Problem to solve
Return exactly the span of lines in the following data that opens with the line containing "let raw = fs::read_to_string(path).map_err(|source|" and closes with the line containing "at build time.". Include nothing else.

= Beginning of Section =

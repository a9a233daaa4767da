//! Typed runtime configuration loaded from TOML.

use std::{fs, path::Path};

use platform_host::AssetResolver;
use serde::{Deserialize, Serialize};
use thiserror::Error;

const EMBEDDED_CONFIG: &str = include_str!("../desktop.toml");

#[derive(Debug, Error)]
pub enum ConfigError {
    #[error("failed to read {path}: {source}")]
    Read {
        path: String,
        #[source]
        source: std::io::Error,
    },
    #[error("failed to parse runtime config: {0}")]
    Parse(#[from] toml::de::Error),
    #[error("invalid runtime config: {0}")]
    Invalid(String),
}

/// Shell identity, phase timings, and notification settings.
///
/// Every field is optional in the TOML source; omitted keys keep the values from
/// [`RuntimeConfig::default`].
#[derive(Debug, Clone, PartialEq, Serialize, Deserialize)]
#[serde(default, deny_unknown_fields)]
pub struct RuntimeConfig {
    pub app_name: String,
    pub app_version: String,
    pub asset_base_path: String,
    pub boot_dwell_ms: u32,
    pub welcome_dwell_ms: u32,
    pub fade_ms: u32,
    pub toast_show_delay_ms: u32,
    pub toast_auto_close_ms: u32,
    pub toast_reshow_auto_close_ms: u32,
    pub notification_sound: String,
    pub notification_volume: f64,
    pub window_stack_base: u32,
    /// Lasso width/height (pixels) that must be exceeded before it counts as a drag.
    pub drag_threshold_px: i32,
}

impl Default for RuntimeConfig {
    fn default() -> Self {
        Self {
            app_name: "PortfolioOS".to_string(),
            app_version: "1.5".to_string(),
            asset_base_path: "/".to_string(),
            boot_dwell_ms: 5_500,
            welcome_dwell_ms: 1_800,
            fade_ms: 350,
            toast_show_delay_ms: 3_000,
            toast_auto_close_ms: 5_000,
            toast_reshow_auto_close_ms: 4_500,
            notification_sound: "/sound/pop.mp3".to_string(),
            notification_volume: 0.45,
            window_stack_base: 21,
            drag_threshold_px: 2,
        }
    }
}

impl RuntimeConfig {
    pub fn from_toml_str(raw: &str) -> Result<Self, ConfigError> {
        let config: Self = toml::from_str(raw)?;
        config.validate()?;
        Ok(config)
    }

    pub fn load(path: &Path) -> Result<Self, ConfigError> {
        let raw = fs::read_to_string(path).map_err(|source| ConfigError::Read {
            path: path.display().to_string(),
            source,
        })?;
        Self::from_toml_str(&raw)
    }

    /// Configuration bundled into the binary at build time.
    pub fn embedded() -> Result<Self, ConfigError> {
        Self::from_toml_str(EMBEDDED_CONFIG)
    }

    pub fn validate(&self) -> Result<(), ConfigError> {
        if self.app_name.trim().is_empty() {
            return Err(ConfigError::Invalid("app_name must not be empty".to_string()));
        }
        if self.fade_ms == 0 {
            return Err(ConfigError::Invalid("fade_ms must be positive".to_string()));
        }
        if !(0.0..=1.0).contains(&self.notification_volume) {
            return Err(ConfigError::Invalid(format!(
                "notification_volume must be within 0.0..=1.0, got {}",
                self.notification_volume
            )));
        }
        if self.drag_threshold_px < 0 {
            return Err(ConfigError::Invalid(
                "drag_threshold_px must not be negative".to_string(),
            ));
        }
        if self.window_stack_base == 0 {
            return Err(ConfigError::Invalid(
                "window_stack_base must be positive".to_string(),
            ));
        }
        Ok(())
    }

    pub fn asset_resolver(&self) -> AssetResolver {
        AssetResolver::new(self.asset_base_path.clone())
    }
}

#[cfg(test)]
mod tests {
    use super::*;
    use pretty_assertions::assert_eq;

    #[test]
    fn embedded_config_matches_defaults() {
        let config = RuntimeConfig::embedded().expect("embedded config");
        assert_eq!(config, RuntimeConfig::default());
    }

    #[test]
    fn omitted_keys_keep_defaults() {
        let config = RuntimeConfig::from_toml_str("fade_ms = 10\napp_name = \"TestOS\"\n")
            .expect("config");
        assert_eq!(config.fade_ms, 10);
        assert_eq!(config.app_name, "TestOS");
        assert_eq!(config.boot_dwell_ms, 5_500);
    }

    #[test]
    fn unknown_keys_are_rejected() {
        let err = RuntimeConfig::from_toml_str("fade = 10\n").expect_err("unknown key");
        assert!(matches!(err, ConfigError::Parse(_)));
    }

    #[test]
    fn out_of_range_volume_is_invalid() {
        let err =
            RuntimeConfig::from_toml_str("notification_volume = 1.5\n").expect_err("volume");
        assert!(err.to_string().contains("notification_volume"));
    }

    #[test]
    fn missing_file_reports_path() {
        let path = std::env::temp_dir().join("portfolio-os-missing-config.toml");
        let err = RuntimeConfig::load(&path).expect_err("missing file");
        assert!(matches!(err, ConfigError::Read { .. }));
        assert!(err.to_string().contains("portfolio-os-missing-config.toml"));
    }
}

= End of Section =

Task response
        let raw = fs::read_to_string(path).map_err(|source| ConfigError::Read {
            path: path.display().to_string(),
            source,
        })?;
        Self::from_toml_str(&raw)
    }

    /// Configuration bundled into the binary at build time.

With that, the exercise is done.